◆ **HOW TO COMPLETE THIS TASK**:
Search term "close": please copy every line of the records below that contains it.

*** SUPPLIED DATA ***

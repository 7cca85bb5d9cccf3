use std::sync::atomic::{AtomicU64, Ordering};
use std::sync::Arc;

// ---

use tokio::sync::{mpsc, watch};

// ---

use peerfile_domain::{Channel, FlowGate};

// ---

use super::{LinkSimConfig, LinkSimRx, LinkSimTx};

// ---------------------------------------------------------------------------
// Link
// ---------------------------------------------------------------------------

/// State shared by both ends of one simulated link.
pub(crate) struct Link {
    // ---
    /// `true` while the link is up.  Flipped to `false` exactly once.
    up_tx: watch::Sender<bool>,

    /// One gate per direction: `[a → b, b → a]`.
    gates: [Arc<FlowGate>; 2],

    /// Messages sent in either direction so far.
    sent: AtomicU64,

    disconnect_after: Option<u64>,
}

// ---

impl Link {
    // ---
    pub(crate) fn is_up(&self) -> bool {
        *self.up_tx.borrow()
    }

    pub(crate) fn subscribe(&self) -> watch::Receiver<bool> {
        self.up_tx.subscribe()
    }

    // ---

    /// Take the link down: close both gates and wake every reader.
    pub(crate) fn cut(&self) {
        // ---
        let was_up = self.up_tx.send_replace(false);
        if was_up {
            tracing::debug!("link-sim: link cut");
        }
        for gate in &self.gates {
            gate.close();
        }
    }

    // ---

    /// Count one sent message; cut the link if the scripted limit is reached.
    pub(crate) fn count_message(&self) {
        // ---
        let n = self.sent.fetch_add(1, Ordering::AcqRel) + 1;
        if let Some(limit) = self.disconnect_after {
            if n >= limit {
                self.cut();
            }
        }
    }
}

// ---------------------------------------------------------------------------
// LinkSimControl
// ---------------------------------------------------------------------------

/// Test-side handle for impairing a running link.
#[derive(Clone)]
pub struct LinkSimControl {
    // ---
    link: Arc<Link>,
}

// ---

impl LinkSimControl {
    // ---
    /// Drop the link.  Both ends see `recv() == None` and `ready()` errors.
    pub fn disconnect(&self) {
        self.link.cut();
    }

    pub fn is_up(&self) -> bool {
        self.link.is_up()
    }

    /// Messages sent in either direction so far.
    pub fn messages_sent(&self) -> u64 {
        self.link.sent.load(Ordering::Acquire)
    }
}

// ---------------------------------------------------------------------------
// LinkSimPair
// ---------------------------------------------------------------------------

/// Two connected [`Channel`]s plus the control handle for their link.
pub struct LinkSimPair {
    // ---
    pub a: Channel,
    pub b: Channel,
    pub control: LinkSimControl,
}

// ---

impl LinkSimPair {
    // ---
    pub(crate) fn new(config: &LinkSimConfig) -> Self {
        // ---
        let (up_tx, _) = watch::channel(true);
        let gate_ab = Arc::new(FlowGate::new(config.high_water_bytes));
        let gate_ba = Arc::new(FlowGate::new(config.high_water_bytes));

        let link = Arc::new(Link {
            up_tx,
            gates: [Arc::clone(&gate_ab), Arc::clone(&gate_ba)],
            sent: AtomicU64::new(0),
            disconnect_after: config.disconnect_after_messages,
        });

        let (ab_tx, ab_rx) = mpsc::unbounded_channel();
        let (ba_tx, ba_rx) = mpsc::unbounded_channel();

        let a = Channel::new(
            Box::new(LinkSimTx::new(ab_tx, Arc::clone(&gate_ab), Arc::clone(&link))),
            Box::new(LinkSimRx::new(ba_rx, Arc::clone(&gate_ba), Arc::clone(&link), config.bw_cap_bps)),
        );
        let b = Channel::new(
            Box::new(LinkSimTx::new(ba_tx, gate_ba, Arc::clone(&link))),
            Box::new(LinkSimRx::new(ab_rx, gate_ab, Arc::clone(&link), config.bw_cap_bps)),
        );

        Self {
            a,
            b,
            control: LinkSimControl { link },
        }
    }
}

*** End of SUPPLIED DATA ***
*** SUPPLIED DATA ***

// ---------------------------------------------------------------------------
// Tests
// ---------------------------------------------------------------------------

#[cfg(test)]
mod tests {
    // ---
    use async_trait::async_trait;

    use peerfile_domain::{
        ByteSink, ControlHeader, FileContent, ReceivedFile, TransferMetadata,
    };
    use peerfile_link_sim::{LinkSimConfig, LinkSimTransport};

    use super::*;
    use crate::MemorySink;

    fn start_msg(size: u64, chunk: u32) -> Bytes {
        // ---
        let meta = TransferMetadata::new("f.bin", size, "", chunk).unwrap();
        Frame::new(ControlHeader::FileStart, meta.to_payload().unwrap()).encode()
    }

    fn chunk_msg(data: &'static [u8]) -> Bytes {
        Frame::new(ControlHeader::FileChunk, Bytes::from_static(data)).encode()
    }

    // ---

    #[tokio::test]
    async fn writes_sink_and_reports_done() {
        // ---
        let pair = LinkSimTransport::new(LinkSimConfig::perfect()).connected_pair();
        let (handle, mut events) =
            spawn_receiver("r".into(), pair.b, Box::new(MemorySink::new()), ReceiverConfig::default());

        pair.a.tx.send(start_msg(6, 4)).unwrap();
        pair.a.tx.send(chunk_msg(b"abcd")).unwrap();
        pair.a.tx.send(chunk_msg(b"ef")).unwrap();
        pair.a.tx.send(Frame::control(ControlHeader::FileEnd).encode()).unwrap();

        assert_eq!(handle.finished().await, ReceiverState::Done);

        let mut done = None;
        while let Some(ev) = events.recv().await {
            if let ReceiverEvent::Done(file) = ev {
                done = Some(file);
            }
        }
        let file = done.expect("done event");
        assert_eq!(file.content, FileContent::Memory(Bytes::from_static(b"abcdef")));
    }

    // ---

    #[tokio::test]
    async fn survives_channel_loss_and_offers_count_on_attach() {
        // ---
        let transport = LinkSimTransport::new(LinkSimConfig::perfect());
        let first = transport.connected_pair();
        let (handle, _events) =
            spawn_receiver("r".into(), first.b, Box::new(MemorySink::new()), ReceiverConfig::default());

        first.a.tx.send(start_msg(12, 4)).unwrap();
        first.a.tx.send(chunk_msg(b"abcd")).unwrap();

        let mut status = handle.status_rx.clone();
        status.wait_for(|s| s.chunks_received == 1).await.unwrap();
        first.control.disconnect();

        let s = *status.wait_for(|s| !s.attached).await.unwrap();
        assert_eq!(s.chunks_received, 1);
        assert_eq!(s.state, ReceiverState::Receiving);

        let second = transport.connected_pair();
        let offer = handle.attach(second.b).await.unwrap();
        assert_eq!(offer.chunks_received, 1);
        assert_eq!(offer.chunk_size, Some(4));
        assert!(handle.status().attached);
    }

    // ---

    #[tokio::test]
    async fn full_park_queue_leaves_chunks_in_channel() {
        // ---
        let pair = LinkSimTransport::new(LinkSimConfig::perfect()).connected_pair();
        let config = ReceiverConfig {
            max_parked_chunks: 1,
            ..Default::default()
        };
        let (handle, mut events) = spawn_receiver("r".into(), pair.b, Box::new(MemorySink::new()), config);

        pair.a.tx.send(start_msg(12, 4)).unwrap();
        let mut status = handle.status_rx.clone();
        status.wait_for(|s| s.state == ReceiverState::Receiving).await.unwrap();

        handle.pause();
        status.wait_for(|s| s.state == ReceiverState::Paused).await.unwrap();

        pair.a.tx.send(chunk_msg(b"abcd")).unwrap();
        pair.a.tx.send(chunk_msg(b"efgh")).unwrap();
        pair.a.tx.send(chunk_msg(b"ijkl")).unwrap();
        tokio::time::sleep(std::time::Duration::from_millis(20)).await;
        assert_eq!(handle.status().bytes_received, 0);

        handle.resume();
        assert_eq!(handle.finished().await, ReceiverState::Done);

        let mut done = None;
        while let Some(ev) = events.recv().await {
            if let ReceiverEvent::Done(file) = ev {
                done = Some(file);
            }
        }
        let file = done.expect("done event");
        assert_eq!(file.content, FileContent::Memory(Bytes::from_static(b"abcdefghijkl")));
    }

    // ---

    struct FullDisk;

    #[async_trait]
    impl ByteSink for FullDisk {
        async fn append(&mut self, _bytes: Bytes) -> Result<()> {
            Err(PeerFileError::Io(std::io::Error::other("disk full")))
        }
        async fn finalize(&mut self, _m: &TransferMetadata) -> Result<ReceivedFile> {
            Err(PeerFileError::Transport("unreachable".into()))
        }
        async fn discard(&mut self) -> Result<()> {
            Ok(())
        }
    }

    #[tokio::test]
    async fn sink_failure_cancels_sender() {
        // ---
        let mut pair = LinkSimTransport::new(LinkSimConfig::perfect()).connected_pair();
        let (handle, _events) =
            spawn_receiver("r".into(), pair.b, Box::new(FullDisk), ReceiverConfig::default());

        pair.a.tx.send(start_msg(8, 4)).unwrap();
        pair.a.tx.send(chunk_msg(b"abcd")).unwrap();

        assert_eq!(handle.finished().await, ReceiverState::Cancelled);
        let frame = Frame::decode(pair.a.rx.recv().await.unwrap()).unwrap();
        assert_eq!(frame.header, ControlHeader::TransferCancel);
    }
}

*** End of SUPPLIED DATA ***
*** SUPPLIED DATA ***

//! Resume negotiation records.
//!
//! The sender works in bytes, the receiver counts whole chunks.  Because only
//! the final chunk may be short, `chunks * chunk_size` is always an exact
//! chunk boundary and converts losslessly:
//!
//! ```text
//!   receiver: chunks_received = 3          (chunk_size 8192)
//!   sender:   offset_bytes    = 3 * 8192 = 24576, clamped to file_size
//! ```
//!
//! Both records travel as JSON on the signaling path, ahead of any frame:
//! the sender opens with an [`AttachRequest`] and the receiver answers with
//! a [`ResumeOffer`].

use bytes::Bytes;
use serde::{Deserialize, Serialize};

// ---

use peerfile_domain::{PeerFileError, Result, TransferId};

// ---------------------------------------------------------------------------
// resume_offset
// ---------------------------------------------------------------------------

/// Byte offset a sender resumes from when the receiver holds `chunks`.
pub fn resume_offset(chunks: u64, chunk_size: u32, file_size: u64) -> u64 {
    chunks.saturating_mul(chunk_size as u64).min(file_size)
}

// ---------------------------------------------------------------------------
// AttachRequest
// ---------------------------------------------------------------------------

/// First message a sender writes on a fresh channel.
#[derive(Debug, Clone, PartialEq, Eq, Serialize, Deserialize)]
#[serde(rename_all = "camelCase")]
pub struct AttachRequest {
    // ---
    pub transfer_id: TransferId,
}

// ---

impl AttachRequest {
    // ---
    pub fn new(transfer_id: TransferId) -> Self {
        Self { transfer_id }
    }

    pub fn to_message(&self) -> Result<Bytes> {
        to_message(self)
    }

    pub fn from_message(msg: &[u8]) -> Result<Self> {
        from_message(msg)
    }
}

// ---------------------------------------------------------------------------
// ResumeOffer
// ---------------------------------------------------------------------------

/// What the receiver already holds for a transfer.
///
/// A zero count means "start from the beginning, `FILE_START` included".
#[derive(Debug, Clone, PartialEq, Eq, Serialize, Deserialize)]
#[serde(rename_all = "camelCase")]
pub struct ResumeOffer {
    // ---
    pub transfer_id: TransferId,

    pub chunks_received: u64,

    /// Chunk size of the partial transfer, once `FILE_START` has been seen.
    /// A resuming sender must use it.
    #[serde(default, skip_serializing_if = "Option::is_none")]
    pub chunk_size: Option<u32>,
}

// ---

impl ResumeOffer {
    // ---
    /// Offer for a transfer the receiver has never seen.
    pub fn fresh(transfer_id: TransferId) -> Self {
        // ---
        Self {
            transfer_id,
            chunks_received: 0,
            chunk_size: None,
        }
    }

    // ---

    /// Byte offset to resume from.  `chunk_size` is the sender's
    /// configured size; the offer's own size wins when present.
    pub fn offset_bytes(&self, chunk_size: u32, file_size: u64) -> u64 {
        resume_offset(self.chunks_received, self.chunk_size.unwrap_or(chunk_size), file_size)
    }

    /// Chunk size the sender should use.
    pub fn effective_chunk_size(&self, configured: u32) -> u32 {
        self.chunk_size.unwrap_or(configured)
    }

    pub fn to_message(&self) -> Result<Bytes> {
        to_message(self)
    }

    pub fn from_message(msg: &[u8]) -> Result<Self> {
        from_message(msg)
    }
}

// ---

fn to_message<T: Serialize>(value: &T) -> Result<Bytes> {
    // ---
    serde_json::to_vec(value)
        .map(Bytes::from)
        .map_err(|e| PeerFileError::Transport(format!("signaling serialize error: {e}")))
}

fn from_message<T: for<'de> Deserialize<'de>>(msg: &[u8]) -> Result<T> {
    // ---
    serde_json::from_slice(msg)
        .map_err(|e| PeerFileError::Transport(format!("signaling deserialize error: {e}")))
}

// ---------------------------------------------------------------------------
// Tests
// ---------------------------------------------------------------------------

*** End of SUPPLIED DATA ***

◆ **PROBLEM SOLUTION**:
    /// Take the link down: close both gates and wake every reader.
            gate.close();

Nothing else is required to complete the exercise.